BEGIN Provided data
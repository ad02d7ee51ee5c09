use std::path::PathBuf;

use anyhow::Context;
use clap::{Parser, Subcommand};
use dotenvy::dotenv;
use tracing::info;

#[derive(Parser)]
#[command(name = "hako", about = "A key-value storage over HTTP.", version)]
struct Cli {
    #[command(subcommand)]
    command: Command,
}

#[derive(Subcommand)]
enum Command {
    /// Start the server.
    Run {
        /// Path to a JSON configuration file.
        #[arg(long)]
        config: Option<PathBuf>,
    },
}

fn main() -> anyhow::Result<()> {
    let cli = Cli::parse();
    match cli.command {
        Command::Run { config } => run(config),
    }
}

fn run(config_path: Option<PathBuf>) -> anyhow::Result<()> {
    // Load .env early so RUST_LOG takes effect for the subscriber.
    dotenv().ok();
    common::utils::logging::init_logging_default();

    let config = match &config_path {
        Some(path) => configs::load_from_file(path)
            .with_context(|| format!("failed to parse configuration file {}", path.display()))?,
        None => configs::HakoConfig::default(),
    };

    info!(version = env!("CARGO_PKG_VERSION"), "starting hako server");

    let rt = tokio::runtime::Builder::new_multi_thread()
        .enable_all()
        .build()?;
    rt.block_on(server::run(config))
}
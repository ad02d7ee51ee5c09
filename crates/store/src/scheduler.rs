use std::path::{Path, PathBuf};
use std::sync::Arc;
use std::time::Duration;

use tokio::sync::watch;
use tokio::time::{self, Instant};
use tracing::{debug, error, info};

use crate::snapshot;
use crate::storage::Storage;

/// Fixed delay between periodic snapshot attempts.
pub const SNAPSHOT_INTERVAL: Duration = Duration::from_secs(30);

/// Periodic snapshot loop.
///
/// Ticks every [`SNAPSHOT_INTERVAL`] and saves the store if it is dirty.
/// When the shutdown channel fires (or closes), makes one final attempt and
/// exits, whether or not that attempt succeeds.
pub async fn run(storage: Arc<Storage>, path: PathBuf, mut shutdown: watch::Receiver<bool>) {
    let mut ticker = time::interval_at(Instant::now() + SNAPSHOT_INTERVAL, SNAPSHOT_INTERVAL);
    loop {
        tokio::select! {
            _ = ticker.tick() => {
                perform_snapshot(&storage, &path).await;
            }
            _ = shutdown.changed() => {
                info!("performing final snapshot save");
                perform_snapshot(&storage, &path).await;
                return;
            }
        }
    }
}

/// One snapshot attempt: skipped while the store is clean; the dirty flag
/// is cleared only after the write lands, so a failed write is retried on
/// the next tick.
pub async fn perform_snapshot(storage: &Storage, path: &Path) {
    if !storage.is_dirty() {
        debug!("store unchanged since last snapshot, skipping save");
        return;
    }

    match snapshot::save(storage, path).await {
        Ok(()) => {
            storage.clear_dirty();
            info!(path = %path.display(), "snapshot saved");
        }
        Err(err) => {
            error!(error = %err, path = %path.display(), "snapshot save failed");
        }
    }
}

#[cfg(test)]
mod tests {
    use super::*;

    fn temp_path() -> PathBuf {
        std::env::temp_dir().join(format!("hako_scheduler_{}.dat", uuid::Uuid::new_v4()))
    }

    async fn dirty_storage() -> Arc<Storage> {
        let storage = Arc::new(Storage::new());
        storage.create_database("users").await.unwrap();
        let db = storage.database("users").await.unwrap();
        db.set("alice".into(), "1".into()).await;
        storage
    }

    #[tokio::test]
    async fn clean_store_skips_the_write() {
        let storage = Storage::new();
        let path = temp_path();
        perform_snapshot(&storage, &path).await;
        assert!(tokio::fs::metadata(&path).await.is_err(), "no file expected");
    }

    #[tokio::test]
    async fn dirty_store_is_saved_and_flag_cleared() {
        let storage = dirty_storage().await;
        let path = temp_path();

        perform_snapshot(&storage, &path).await;

        assert!(!storage.is_dirty());
        let restored = snapshot::load_from_file(&path).await.unwrap();
        assert_eq!(restored["users"].get("alice").map(String::as_str), Some("1"));

        let _ = tokio::fs::remove_file(&path).await;
    }

    #[tokio::test]
    async fn failed_write_leaves_dirty_set() {
        let storage = dirty_storage().await;
        // Parent directory does not exist, so the write fails.
        let path = temp_path().join("missing-dir").join("snap.dat");

        perform_snapshot(&storage, &path).await;

        assert!(storage.is_dirty(), "failed save must keep the store dirty");
    }

    #[tokio::test]
    async fn shutdown_signal_triggers_a_final_save() {
        let storage = dirty_storage().await;
        let path = temp_path();

        let (tx, rx) = watch::channel(false);
        let task = tokio::spawn(run(storage.clone(), path.clone(), rx));

        tx.send(true).unwrap();
        task.await.unwrap();

        assert!(!storage.is_dirty());
        assert!(snapshot::load_from_file(&path).await.is_ok());

        let _ = tokio::fs::remove_file(&path).await;
    }
}
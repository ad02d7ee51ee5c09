use std::future::IntoFuture;
use std::sync::Arc;
use std::time::Duration;

use tokio::net::TcpListener;
use tokio::sync::watch;
use tokio::time;
use tracing::{info, warn};

use configs::HakoConfig;
use store::{scheduler, snapshot, Storage};

use crate::routes::build_router;
use crate::state::AppState;

/// How long shutdown waits for in-flight requests and the final snapshot
/// flush before proceeding regardless.
const SHUTDOWN_GRACE: Duration = Duration::from_secs(5);

/// Build the store, restore the snapshot, start the scheduler and serve
/// HTTP until a shutdown signal arrives.
pub async fn run(config: HakoConfig) -> anyhow::Result<()> {
    let storage = Arc::new(Storage::new());
    let (shutdown_tx, shutdown_rx) = watch::channel(false);

    let scheduler_task = match config.snapshot_path() {
        Some(path) => {
            info!(path = %path.display(), "snapshots enabled, loading snapshot");
            match snapshot::load_from_file(&path).await {
                Ok(snap) => storage.load(snap).await,
                Err(err) => {
                    warn!(error = %err, "failed to load snapshot, starting with an empty store");
                }
            }
            Some(tokio::spawn(scheduler::run(
                storage.clone(),
                path,
                shutdown_rx.clone(),
            )))
        }
        None => None,
    };

    let state = AppState {
        storage,
        config: Arc::new(config.clone()),
    };
    let app = build_router(state);

    let addr = config.bind_addr();
    let listener = TcpListener::bind(&addr).await?;
    info!(addr = %addr, version = env!("CARGO_PKG_VERSION"), "hako server listening");

    let mut graceful = shutdown_rx;
    let server = axum::serve(listener, app).with_graceful_shutdown(async move {
        let _ = graceful.changed().await;
    });
    let mut server_task = tokio::spawn(server.into_future());

    let serve_result: anyhow::Result<()> = tokio::select! {
        res = &mut server_task => {
            // The listener died on its own; still give the scheduler its
            // final flush below.
            let _ = shutdown_tx.send(true);
            match res {
                Ok(inner) => inner.map_err(anyhow::Error::from),
                Err(join) => Err(join.into()),
            }
        }
        _ = shutdown_signal() => {
            info!("shutdown signal received, draining connections");
            let _ = shutdown_tx.send(true);
            match time::timeout(SHUTDOWN_GRACE, &mut server_task).await {
                Ok(Ok(inner)) => inner.map_err(anyhow::Error::from),
                Ok(Err(join)) => Err(join.into()),
                Err(_) => {
                    warn!("server did not drain within the grace period");
                    Ok(())
                }
            }
        }
    };

    if let Some(task) = scheduler_task {
        if time::timeout(SHUTDOWN_GRACE, task).await.is_err() {
            warn!("final snapshot flush did not finish within the grace period");
        }
    }

    serve_result
}

/// Resolves on SIGINT (Ctrl+C) or, on unix, SIGTERM.
async fn shutdown_signal() {
    #[cfg(unix)]
    {
        use tokio::signal::unix::{signal, SignalKind};

        match signal(SignalKind::terminate()) {
            Ok(mut term) => {
                tokio::select! {
                    _ = tokio::signal::ctrl_c() => {}
                    _ = term.recv() => {}
                }
            }
            Err(err) => {
                warn!(error = %err, "failed to install SIGTERM handler");
                let _ = tokio::signal::ctrl_c().await;
            }
        }
    }

    #[cfg(not(unix))]
    {
        let _ = tokio::signal::ctrl_c().await;
    }
}
use std::collections::HashMap;
use std::sync::atomic::{AtomicBool, Ordering};
use std::sync::Arc;

use tokio::sync::RwLock;

use crate::database::Database;
use crate::errors::{Result, StoreError};

/// Full point-in-time copy of the store: database name -> key -> value.
pub type Snapshot = HashMap<String, HashMap<String, String>>;

/// The top-level registry of named databases.
///
/// The outer lock protects only the name -> database mapping; each
/// [`Database`] serializes access to its own table. Per-key operations run
/// with the registry lock already released, so traffic on different
/// databases never contends.
pub struct Storage {
    databases: RwLock<HashMap<String, Arc<Database>>>,
    dirty: Arc<AtomicBool>,
}

impl Storage {
    pub fn new() -> Self {
        Self {
            databases: RwLock::new(HashMap::new()),
            dirty: Arc::new(AtomicBool::new(false)),
        }
    }

    pub async fn create_database(&self, name: &str) -> Result<()> {
        let mut databases = self.databases.write().await;
        if databases.contains_key(name) {
            return Err(StoreError::DatabaseExists(name.to_string()));
        }
        databases.insert(
            name.to_string(),
            Arc::new(Database::new(self.dirty.clone())),
        );
        drop(databases);
        self.dirty.store(true, Ordering::Relaxed);
        Ok(())
    }

    /// Resolve a name to its database handle.
    ///
    /// The handle is independent of the registry lock: it stays usable to
    /// completion even if the database is deleted concurrently, and the
    /// table itself is freed once the last handle drops.
    pub async fn database(&self, name: &str) -> Result<Arc<Database>> {
        self.databases
            .read()
            .await
            .get(name)
            .cloned()
            .ok_or_else(|| StoreError::DatabaseNotFound(name.to_string()))
    }

    pub async fn delete_database(&self, name: &str) -> Result<()> {
        let mut databases = self.databases.write().await;
        if databases.remove(name).is_none() {
            return Err(StoreError::DatabaseNotFound(name.to_string()));
        }
        drop(databases);
        self.dirty.store(true, Ordering::Relaxed);
        Ok(())
    }

    /// Current database names, in no particular order.
    pub async fn database_names(&self) -> Vec<String> {
        self.databases.read().await.keys().cloned().collect()
    }

    pub async fn count(&self) -> usize {
        self.databases.read().await.len()
    }

    /// Whether any mutation landed since the last successful snapshot write
    /// (or since startup, if none has).
    pub fn is_dirty(&self) -> bool {
        self.dirty.load(Ordering::Relaxed)
    }

    pub(crate) fn clear_dirty(&self) {
        self.dirty.store(false, Ordering::Relaxed);
    }

    /// Consistent copy of the whole store.
    ///
    /// The registry lock is held across the copy loop, so the database set
    /// is exact as of one instant; each table is cloned under its own read
    /// lock, which serializes the copy against writers of that table.
    pub async fn make_snapshot(&self) -> Snapshot {
        let databases = self.databases.read().await;
        let mut snapshot = Snapshot::with_capacity(databases.len());
        for (name, database) in databases.iter() {
            snapshot.insert(name.clone(), database.snapshot_table().await);
        }
        snapshot
    }

    /// Replace the store contents with a previously captured snapshot and
    /// leave it clean. Used to seed the registry at startup.
    pub async fn load(&self, snapshot: Snapshot) {
        let mut databases = self.databases.write().await;
        databases.clear();
        for (name, table) in snapshot {
            databases.insert(name, Arc::new(Database::with_table(table, self.dirty.clone())));
        }
        drop(databases);
        self.clear_dirty();
    }
}

impl Default for Storage {
    fn default() -> Self {
        Self::new()
    }
}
END Provided data
- **What is expected**
From the opening line of the data above, please print each line as written up to and including the line that contains "to parse configuration", and nothing more.

- **Written solution**
repository ad02d7ee51ee5c09
use std::path::PathBuf;

use anyhow::Context;
use clap::{Parser, Subcommand};
use dotenvy::dotenv;
use tracing::info;

#[derive(Parser)]
#[command(name = "hako", about = "A key-value storage over HTTP.", version)]
struct Cli {
    #[command(subcommand)]
    command: Command,
}

#[derive(Subcommand)]
enum Command {
    /// Start the server.
    Run {
        /// Path to a JSON configuration file.
        #[arg(long)]
        config: Option<PathBuf>,
    },
}

fn main() -> anyhow::Result<()> {
    let cli = Cli::parse();
    match cli.command {
        Command::Run { config } => run(config),
    }
}

fn run(config_path: Option<PathBuf>) -> anyhow::Result<()> {
    // Load .env early so RUST_LOG takes effect for the subscriber.
    dotenv().ok();
    common::utils::logging::init_logging_default();

    let config = match &config_path {
        Some(path) => configs::load_from_file(path)
            .with_context(|| format!("failed to parse configuration file {}", path.display()))?,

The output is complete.